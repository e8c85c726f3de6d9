// src/reporting.rs
//
// Aggregates over reconciliation and timeliness output. Grouping goes through
// `BTreeMap` so equal sort keys come out in name order on every run.

use chrono::{Duration, NaiveDate};
use rust_decimal::prelude::*;
use serde::Serialize;
use std::collections::{BTreeMap, BTreeSet};

use crate::reconciliation::{MissingEntryRecord, ReconciliationOutcome, Urgency};
use crate::records::UNKNOWN;
use crate::roster::ManagerMapping;
use crate::timeliness::{TimelinessCategory, TimelinessRecord};

pub const MIN_RANKED_ENTRIES: usize = 3;
pub const RANKING_SIZE: usize = 10;
pub const VOLUME_RANKING_SIZE: usize = 15;
pub const WEEKLY_TREND_THRESHOLD_DAYS: i64 = 14;

/// Share of logged entries among all scheduled work, in percent. Nothing scheduled and
/// nothing logged counts as fully compliant.
pub fn compliance_rate(logged: usize, missing: usize) -> f64 {
    let total = logged + missing;
    if total == 0 {
        100.0
    } else {
        logged as f64 / total as f64 * 100.0
    }
}

fn percent(part: usize, whole: usize) -> f64 {
    if whole == 0 {
        0.0
    } else {
        part as f64 / whole as f64 * 100.0
    }
}

fn mean(sum: i64, count: usize) -> Option<f64> {
    (count > 0).then(|| sum as f64 / count as f64)
}

// --- Compliance summary ---

#[derive(Debug, Clone, PartialEq, Serialize)]
pub struct UrgencyCount {
    pub urgency: Urgency,
    pub count: usize,
}

#[derive(Debug, Clone, PartialEq, Serialize)]
pub struct ComplianceSummary {
    pub compliance_rate: f64,
    pub missing_entries: usize,
    pub logged_entries: usize,
    #[serde(with = "rust_decimal::serde::float")]
    pub total_hours_missing: Decimal,
    /// High, Medium, Low, in that order.
    pub urgency_breakdown: Vec<UrgencyCount>,
}

pub fn summarize(outcome: &ReconciliationOutcome) -> ComplianceSummary {
    let urgency_breakdown = Urgency::ALL
        .iter()
        .map(|u| UrgencyCount {
            urgency: *u,
            count: outcome.records.iter().filter(|r| r.urgency == *u).count(),
        })
        .collect();

    ComplianceSummary {
        compliance_rate: compliance_rate(outcome.timesheet_entry_count, outcome.missing_count),
        missing_entries: outcome.missing_count,
        logged_entries: outcome.timesheet_entry_count,
        total_hours_missing: outcome.records.iter().map(|r| r.allocated_hours).sum(),
        urgency_breakdown,
    }
}

// --- Timeliness ---

#[derive(Debug, Clone, PartialEq, Serialize)]
pub struct CategoryCount {
    pub category: TimelinessCategory,
    pub count: usize,
}

#[derive(Debug, Clone, PartialEq, Serialize)]
pub struct TimelinessSummary {
    pub total_entries: usize,
    pub same_day_rate: f64,
    pub late_entries: usize,
    /// `None` when there is nothing to average.
    pub average_delay: Option<f64>,
    pub very_late_entries: usize,
    pub distribution: Vec<CategoryCount>,
}

pub fn timeliness_summary(records: &[TimelinessRecord]) -> TimelinessSummary {
    let same_day = records
        .iter()
        .filter(|r| r.category == TimelinessCategory::SameDay)
        .count();

    TimelinessSummary {
        total_entries: records.len(),
        same_day_rate: percent(same_day, records.len()),
        late_entries: records.iter().filter(|r| r.delay_days > 0).count(),
        average_delay: mean(records.iter().map(|r| r.delay_days).sum(), records.len()),
        very_late_entries: records.iter().filter(|r| r.delay_days >= 3).count(),
        distribution: TimelinessCategory::ALL
            .iter()
            .map(|c| CategoryCount {
                category: *c,
                count: records.iter().filter(|r| r.category == *c).count(),
            })
            .collect(),
    }
}

#[derive(Debug, Default)]
struct DelayTally {
    entries: usize,
    delay_sum: i64,
    same_day: usize,
    hours: Decimal,
}

impl DelayTally {
    fn add(&mut self, record: &TimelinessRecord) {
        self.entries += 1;
        self.delay_sum += record.delay_days;
        if record.category == TimelinessCategory::SameDay {
            self.same_day += 1;
        }
        self.hours += record.hours;
    }

    fn average_delay(&self) -> f64 {
        mean(self.delay_sum, self.entries).unwrap_or(0.0)
    }
}

#[derive(Debug, Clone, PartialEq, Serialize)]
pub struct DailyTimeliness {
    pub work_date: NaiveDate,
    pub total_entries: usize,
    pub average_delay: f64,
    pub same_day_count: usize,
    pub same_day_rate: f64,
}

/// One row per work date, oldest first.
pub fn daily_trend(records: &[TimelinessRecord]) -> Vec<DailyTimeliness> {
    let mut by_date: BTreeMap<NaiveDate, DelayTally> = BTreeMap::new();
    for record in records {
        by_date.entry(record.work_date).or_default().add(record);
    }
    by_date
        .into_iter()
        .map(|(work_date, tally)| DailyTimeliness {
            work_date,
            total_entries: tally.entries,
            average_delay: tally.average_delay(),
            same_day_count: tally.same_day,
            same_day_rate: percent(tally.same_day, tally.entries),
        })
        .collect()
}

#[derive(Debug, Clone, PartialEq, Serialize)]
pub struct EmployeeTimeliness {
    pub employee_name: String,
    pub total_entries: usize,
    pub average_delay: f64,
    pub same_day_count: usize,
    pub same_day_rate: f64,
    #[serde(with = "rust_decimal::serde::float")]
    pub total_hours: Decimal,
}

#[derive(Debug, Clone, Default, PartialEq, Serialize)]
pub struct EmployeeRanking {
    /// Every ranked employee, best same-day rate first.
    pub ranked: Vec<EmployeeTimeliness>,
    pub top_performers: Vec<EmployeeTimeliness>,
    pub bottom_performers: Vec<EmployeeTimeliness>,
    pub top_by_volume: Vec<EmployeeTimeliness>,
}

/// Ranks employees with at least `MIN_RANKED_ENTRIES` entries by same-day rate.
/// Entries without an employee are ranked under "Unknown".
pub fn employee_ranking(records: &[TimelinessRecord]) -> EmployeeRanking {
    let mut by_employee: BTreeMap<&str, DelayTally> = BTreeMap::new();
    for record in records {
        by_employee
            .entry(record.employee_name.as_str())
            .or_default()
            .add(record);
    }

    let mut ranked: Vec<EmployeeTimeliness> = by_employee
        .into_iter()
        .filter(|(_, tally)| tally.entries >= MIN_RANKED_ENTRIES)
        .map(|(name, tally)| EmployeeTimeliness {
            employee_name: name.to_string(),
            total_entries: tally.entries,
            average_delay: tally.average_delay(),
            same_day_count: tally.same_day,
            same_day_rate: percent(tally.same_day, tally.entries),
            total_hours: tally.hours,
        })
        .collect();
    ranked.sort_by(|a, b| b.same_day_rate.total_cmp(&a.same_day_rate));

    let top_performers = ranked.iter().take(RANKING_SIZE).cloned().collect();
    let bottom_performers = ranked[ranked.len().saturating_sub(RANKING_SIZE)..].to_vec();

    let mut top_by_volume = ranked.clone();
    top_by_volume.sort_by(|a, b| b.total_entries.cmp(&a.total_entries));
    top_by_volume.truncate(VOLUME_RANKING_SIZE);

    EmployeeRanking {
        ranked,
        top_performers,
        bottom_performers,
        top_by_volume,
    }
}

// --- Missing-entry breakdowns ---

#[derive(Debug, Default)]
struct MissingTally<'a> {
    entries: usize,
    hours: Decimal,
    high: usize,
    medium: usize,
    low: usize,
    max_days_overdue: i64,
    designers: BTreeSet<&'a str>,
}

impl<'a> MissingTally<'a> {
    fn add(&mut self, record: &'a MissingEntryRecord) {
        if self.entries == 0 || record.days_overdue > self.max_days_overdue {
            self.max_days_overdue = record.days_overdue;
        }
        self.entries += 1;
        self.hours += record.allocated_hours;
        match record.urgency {
            Urgency::High => self.high += 1,
            Urgency::Medium => self.medium += 1,
            Urgency::Low => self.low += 1,
        }
        self.designers.insert(record.designer.as_str());
    }
}

fn tally_by<'a, K, F>(
    records: impl IntoIterator<Item = &'a MissingEntryRecord>,
    key: F,
) -> Vec<(K, MissingTally<'a>)>
where
    K: Ord,
    F: Fn(&'a MissingEntryRecord) -> K,
{
    let mut groups: BTreeMap<K, MissingTally<'a>> = BTreeMap::new();
    for record in records {
        groups.entry(key(record)).or_default().add(record);
    }
    let mut groups: Vec<_> = groups.into_iter().collect();
    groups.sort_by(|a, b| b.1.entries.cmp(&a.1.entries));
    groups
}

#[derive(Debug, Clone, PartialEq, Serialize)]
pub struct DesignerMetrics {
    pub designer: String,
    pub missing_entries: usize,
    #[serde(with = "rust_decimal::serde::float")]
    pub total_hours_missing: Decimal,
    pub high_urgency: usize,
    pub medium_urgency: usize,
    pub low_urgency: usize,
    pub max_days_overdue: i64,
    #[serde(with = "rust_decimal::serde::float")]
    pub risk_score: Decimal,
}

/// Per-designer counts, most missing entries first. Risk weighs a high-urgency slot at
/// 10, a medium one at 3 and each missing hour at 0.5.
pub fn designer_metrics<'a>(
    records: impl IntoIterator<Item = &'a MissingEntryRecord>,
) -> Vec<DesignerMetrics> {
    tally_by(records, |r| r.designer.as_str())
        .into_iter()
        .map(|(designer, t)| DesignerMetrics {
            designer: designer.to_string(),
            missing_entries: t.entries,
            total_hours_missing: t.hours,
            high_urgency: t.high,
            medium_urgency: t.medium,
            low_urgency: t.low,
            max_days_overdue: t.max_days_overdue,
            risk_score: Decimal::from(t.high * 10)
                + Decimal::from(t.medium * 3)
                + t.hours * Decimal::new(5, 1),
        })
        .collect()
}

#[derive(Debug, Clone, PartialEq, Serialize)]
pub struct ProjectMetrics {
    pub project: String,
    pub missing_entries: usize,
    pub unique_designers: usize,
    #[serde(with = "rust_decimal::serde::float")]
    pub total_hours_missing: Decimal,
    pub high_urgency: usize,
}

pub fn project_metrics(records: &[MissingEntryRecord]) -> Vec<ProjectMetrics> {
    tally_by(records, |r| r.project.as_str())
        .into_iter()
        .map(|(project, t)| ProjectMetrics {
            project: project.to_string(),
            missing_entries: t.entries,
            unique_designers: t.designers.len(),
            total_hours_missing: t.hours,
            high_urgency: t.high,
        })
        .collect()
}

/// Designers with missing entries on one project.
pub fn project_drill_down(records: &[MissingEntryRecord], project: &str) -> Vec<DesignerMetrics> {
    designer_metrics(records.iter().filter(|r| r.project == project))
}

#[derive(Debug, Clone, PartialEq, Serialize)]
pub struct ManagerMetrics {
    pub manager: String,
    pub missing_entries: usize,
    pub unique_designers: usize,
    #[serde(with = "rust_decimal::serde::float")]
    pub total_hours_missing: Decimal,
}

pub fn manager_of<'a>(mapping: &'a ManagerMapping, designer: &str) -> &'a str {
    mapping
        .get(designer)
        .map(|m| m.manager_name.as_str())
        .unwrap_or(UNKNOWN)
}

/// Missing entries grouped by the designer's manager; designers not in the roster
/// land under "Unknown".
pub fn manager_metrics(
    records: &[MissingEntryRecord],
    mapping: &ManagerMapping,
) -> Vec<ManagerMetrics> {
    tally_by(records, |r| manager_of(mapping, &r.designer))
        .into_iter()
        .map(|(manager, t)| ManagerMetrics {
            manager: manager.to_string(),
            missing_entries: t.entries,
            unique_designers: t.designers.len(),
            total_hours_missing: t.hours,
        })
        .collect()
}

pub fn team_drill_down(
    records: &[MissingEntryRecord],
    mapping: &ManagerMapping,
    manager: &str,
) -> Vec<DesignerMetrics> {
    designer_metrics(
        records
            .iter()
            .filter(|r| manager_of(mapping, &r.designer) == manager),
    )
}

// --- Historical trend ---

#[derive(Debug, Clone, PartialEq, Serialize)]
pub struct HistoricalPoint {
    pub date: NaiveDate,
    /// `None` when the point could not be computed.
    pub compliance_rate: Option<f64>,
    pub missing_count: usize,
    pub timesheet_count: usize,
    pub total_entries: usize,
}

impl HistoricalPoint {
    pub fn from_outcome(date: NaiveDate, outcome: &ReconciliationOutcome) -> Self {
        Self {
            date,
            compliance_rate: Some(compliance_rate(
                outcome.timesheet_entry_count,
                outcome.missing_count,
            )),
            missing_count: outcome.missing_count,
            timesheet_count: outcome.timesheet_entry_count,
            total_entries: outcome.missing_count + outcome.timesheet_entry_count,
        }
    }

    pub fn unavailable(date: NaiveDate) -> Self {
        Self {
            date,
            compliance_rate: None,
            missing_count: 0,
            timesheet_count: 0,
            total_entries: 0,
        }
    }
}

/// Weekly steps for ranges longer than two weeks, daily otherwise.
pub fn trend_interval_days(start: NaiveDate, end: NaiveDate) -> i64 {
    if (end - start).num_days() > WEEKLY_TREND_THRESHOLD_DAYS {
        7
    } else {
        1
    }
}

/// Sample dates from `start` up to and including `end`.
pub fn trend_dates(start: NaiveDate, end: NaiveDate) -> Vec<NaiveDate> {
    let step = Duration::days(trend_interval_days(start, end));
    let mut dates = Vec::new();
    let mut current = start;
    while current <= end {
        dates.push(current);
        current += step;
    }
    dates
}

■ WHAT TO PRODUCE ■
Look for the string "TimelinessSummary" in the listing above and copy every line holding it.

■ SOLUTION ■
pub struct TimelinessSummary {
pub fn timeliness_summary(records: &[TimelinessRecord]) -> TimelinessSummary {
    TimelinessSummary {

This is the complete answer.